▶ _EXERCISE GOAL_
Please reproduce each of the following entries exactly.

Data records
====

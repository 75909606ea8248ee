//! Coin Board
//!
//! Collects the `{name -> {current_price, ath, change_24}}` records the page
//! renders, either from the mock generator or from an exchange adapter.

use futures::future::join_all;
use serde::Serialize;

use cryptomat_core::exchange::generate_records_json;
use cryptomat_core::{CoinBoard, CoinSnapshot, ExchangeClient, KlineParams};

use crate::config::BoardSource;
use crate::state::AppState;

/// Candlestick granularity and count behind the 24h change column
pub const CHANGE_INTERVAL: &str = "1h";
pub const CHANGE_WINDOW: u32 = 24;

/// Monthly klines approximating the all-time high
pub const ATH_INTERVAL: &str = "1M";
pub const ATH_WINDOW: u32 = 1000;

/// A symbol that could not be shown, with the reason
#[derive(Clone, Debug, Serialize)]
pub struct Unavailable {
    pub name: String,
    pub reason: String,
}

#[derive(Clone, Debug, Default, Serialize)]
pub struct BoardView {
    pub coins: CoinBoard,
    pub unavailable: Vec<Unavailable>,
}

/// Build the board for the configured source
pub async fn collect(state: &AppState) -> BoardView {
    match state.config.source {
        BoardSource::Mock => mock_board(state.config.mock_records),
        BoardSource::Exchange => live_board(state.exchange.as_ref(), &state.config.symbols).await,
    }
}

/// Board from the mock generator. Its output is treated as opaque JSON.
pub fn mock_board(count: usize) -> BoardView {
    let parsed = generate_records_json(count)
        .and_then(|json| serde_json::from_str::<CoinBoard>(&json).map_err(Into::into));

    match parsed {
        Ok(coins) => BoardView {
            coins,
            unavailable: Vec::new(),
        },
        Err(e) => {
            tracing::error!("Mock generator produced unusable records: {}", e);
            BoardView {
                coins: CoinBoard::new(),
                unavailable: vec![Unavailable {
                    name: "mock".into(),
                    reason: e.to_string(),
                }],
            }
        }
    }
}

/// Board from live exchange data, one concurrent query set per symbol
pub async fn live_board(exchange: &dyn ExchangeClient, symbols: &[String]) -> BoardView {
    let results = join_all(symbols.iter().map(|symbol| async move {
        (symbol.clone(), snapshot(exchange, symbol).await)
    }))
    .await;

    let mut view = BoardView::default();
    for (name, result) in results {
        match result {
            Ok(snapshot) => {
                view.coins.insert(name, snapshot);
            }
            Err(e) => {
                tracing::warn!(symbol = %name, "Price data unavailable: {}", e);
                view.unavailable.push(Unavailable {
                    name,
                    reason: e.user_message(),
                });
            }
        }
    }
    view
}

async fn snapshot(exchange: &dyn ExchangeClient, symbol: &str) -> cryptomat_core::Result<CoinSnapshot> {
    let params = KlineParams::default();
    let (current_price, change_24, ath) = tokio::try_join!(
        exchange.get_latest_close_price(symbol, &params),
        exchange.get_change(symbol, CHANGE_INTERVAL, CHANGE_WINDOW),
        exchange.get_window_high(symbol, ATH_INTERVAL, ATH_WINDOW),
    )?;

    Ok(CoinSnapshot {
        current_price,
        ath,
        change_24,
    })
}

#[cfg(test)]
mod tests {
    use super::*;
    use cryptomat_core::MockExchangeClient;

    #[test]
    fn test_mock_board() {
        let view = mock_board(4);
        assert_eq!(view.coins.len(), 4);
        assert!(view.unavailable.is_empty());
        assert!(view.coins.contains_key("coin_3"));
    }

    #[tokio::test]
    async fn test_live_board() {
        let exchange = MockExchangeClient::empty()
            .with_series("BTCUSDT", vec![100.0, 120.0, 110.0])
            .with_series("ZEROUSDT", vec![0.0, 1.0]);
        let symbols = vec!["BTCUSDT".to_string(), "ZEROUSDT".to_string(), "NOPEUSDT".to_string()];

        let view = live_board(&exchange, &symbols).await;

        let btc = &view.coins["BTCUSDT"];
        assert_eq!(btc.current_price, 100.0);
        assert_eq!(btc.ath, 120.0);
        assert!((btc.change_24 - 10.0).abs() < 1e-9);

        let names: Vec<&str> = view.unavailable.iter().map(|u| u.name.as_str()).collect();
        assert_eq!(names, vec!["ZEROUSDT", "NOPEUSDT"]);
    }
}
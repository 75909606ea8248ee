//! Application State

use std::sync::Arc;

use cryptomat_core::ExchangeClient;

use crate::config::ViewerConfig;

/// Shared application state
#[derive(Clone)]
pub struct AppState {
    /// Exchange adapter used in live mode and for health reporting
    pub exchange: Arc<dyn ExchangeClient>,

    pub config: Arc<ViewerConfig>,
}

impl AppState {
    pub fn new(exchange: Arc<dyn ExchangeClient>, config: ViewerConfig) -> Self {
        Self {
            exchange,
            config: Arc::new(config),
        }
    }
}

====

▶ _SOLVED EXERCISE_
repository 75909606ea8248ee
//! Coin Board
//!
//! Collects the `{name -> {current_price, ath, change_24}}` records the page
//! renders, either from the mock generator or from an exchange adapter.

use futures::future::join_all;
use serde::Serialize;

use cryptomat_core::exchange::generate_records_json;
use cryptomat_core::{CoinBoard, CoinSnapshot, ExchangeClient, KlineParams};

use crate::config::BoardSource;
use crate::state::AppState;

/// Candlestick granularity and count behind the 24h change column
pub const CHANGE_INTERVAL: &str = "1h";
pub const CHANGE_WINDOW: u32 = 24;

/// Monthly klines approximating the all-time high
pub const ATH_INTERVAL: &str = "1M";
pub const ATH_WINDOW: u32 = 1000;

/// A symbol that could not be shown, with the reason
#[derive(Clone, Debug, Serialize)]
pub struct Unavailable {
    pub name: String,
    pub reason: String,
}

#[derive(Clone, Debug, Default, Serialize)]
pub struct BoardView {
    pub coins: CoinBoard,
    pub unavailable: Vec<Unavailable>,
}

/// Build the board for the configured source
pub async fn collect(state: &AppState) -> BoardView {
    match state.config.source {
        BoardSource::Mock => mock_board(state.config.mock_records),
        BoardSource::Exchange => live_board(state.exchange.as_ref(), &state.config.symbols).await,
    }
}

/// Board from the mock generator. Its output is treated as opaque JSON.
pub fn mock_board(count: usize) -> BoardView {
    let parsed = generate_records_json(count)
        .and_then(|json| serde_json::from_str::<CoinBoard>(&json).map_err(Into::into));

    match parsed {
        Ok(coins) => BoardView {
            coins,
            unavailable: Vec::new(),
        },
        Err(e) => {
            tracing::error!("Mock generator produced unusable records: {}", e);
            BoardView {
                coins: CoinBoard::new(),
                unavailable: vec![Unavailable {
                    name: "mock".into(),
                    reason: e.to_string(),
                }],
            }
        }
    }
}

/// Board from live exchange data, one concurrent query set per symbol
pub async fn live_board(exchange: &dyn ExchangeClient, symbols: &[String]) -> BoardView {
    let results = join_all(symbols.iter().map(|symbol| async move {
        (symbol.clone(), snapshot(exchange, symbol).await)
    }))
    .await;

    let mut view = BoardView::default();
    for (name, result) in results {
        match result {
            Ok(snapshot) => {
                view.coins.insert(name, snapshot);
            }
            Err(e) => {
                tracing::warn!(symbol = %name, "Price data unavailable: {}", e);
                view.unavailable.push(Unavailable {
                    name,
                    reason: e.user_message(),
                });
            }
        }
    }
    view
}

async fn snapshot(exchange: &dyn ExchangeClient, symbol: &str) -> cryptomat_core::Result<CoinSnapshot> {
    let params = KlineParams::default();
    let (current_price, change_24, ath) = tokio::try_join!(
        exchange.get_latest_close_price(symbol, &params),
        exchange.get_change(symbol, CHANGE_INTERVAL, CHANGE_WINDOW),
        exchange.get_window_high(symbol, ATH_INTERVAL, ATH_WINDOW),
    )?;

    Ok(CoinSnapshot {
        current_price,
        ath,
        change_24,
    })
}

#[cfg(test)]
mod tests {
    use super::*;
    use cryptomat_core::MockExchangeClient;

    #[test]
    fn test_mock_board() {
        let view = mock_board(4);
        assert_eq!(view.coins.len(), 4);
        assert!(view.unavailable.is_empty());
        assert!(view.coins.contains_key("coin_3"));
    }

    #[tokio::test]
    async fn test_live_board() {
        let exchange = MockExchangeClient::empty()
            .with_series("BTCUSDT", vec![100.0, 120.0, 110.0])
            .with_series("ZEROUSDT", vec![0.0, 1.0]);
        let symbols = vec!["BTCUSDT".to_string(), "ZEROUSDT".to_string(), "NOPEUSDT".to_string()];

        let view = live_board(&exchange, &symbols).await;

        let btc = &view.coins["BTCUSDT"];
        assert_eq!(btc.current_price, 100.0);
        assert_eq!(btc.ath, 120.0);
        assert!((btc.change_24 - 10.0).abs() < 1e-9);

        let names: Vec<&str> = view.unavailable.iter().map(|u| u.name.as_str()).collect();
        assert_eq!(names, vec!["ZEROUSDT", "NOPEUSDT"]);
    }
}
repository 75909606ea8248ee
//! Application State

use std::sync::Arc;

use cryptomat_core::ExchangeClient;

use crate::config::ViewerConfig;

/// Shared application state
#[derive(Clone)]
pub struct AppState {
    /// Exchange adapter used in live mode and for health reporting
    pub exchange: Arc<dyn ExchangeClient>,

    pub config: Arc<ViewerConfig>,
}

impl AppState {
    pub fn new(exchange: Arc<dyn ExchangeClient>, config: ViewerConfig) -> Self {
        Self {
            exchange,
            config: Arc::new(config),
        }
    }
}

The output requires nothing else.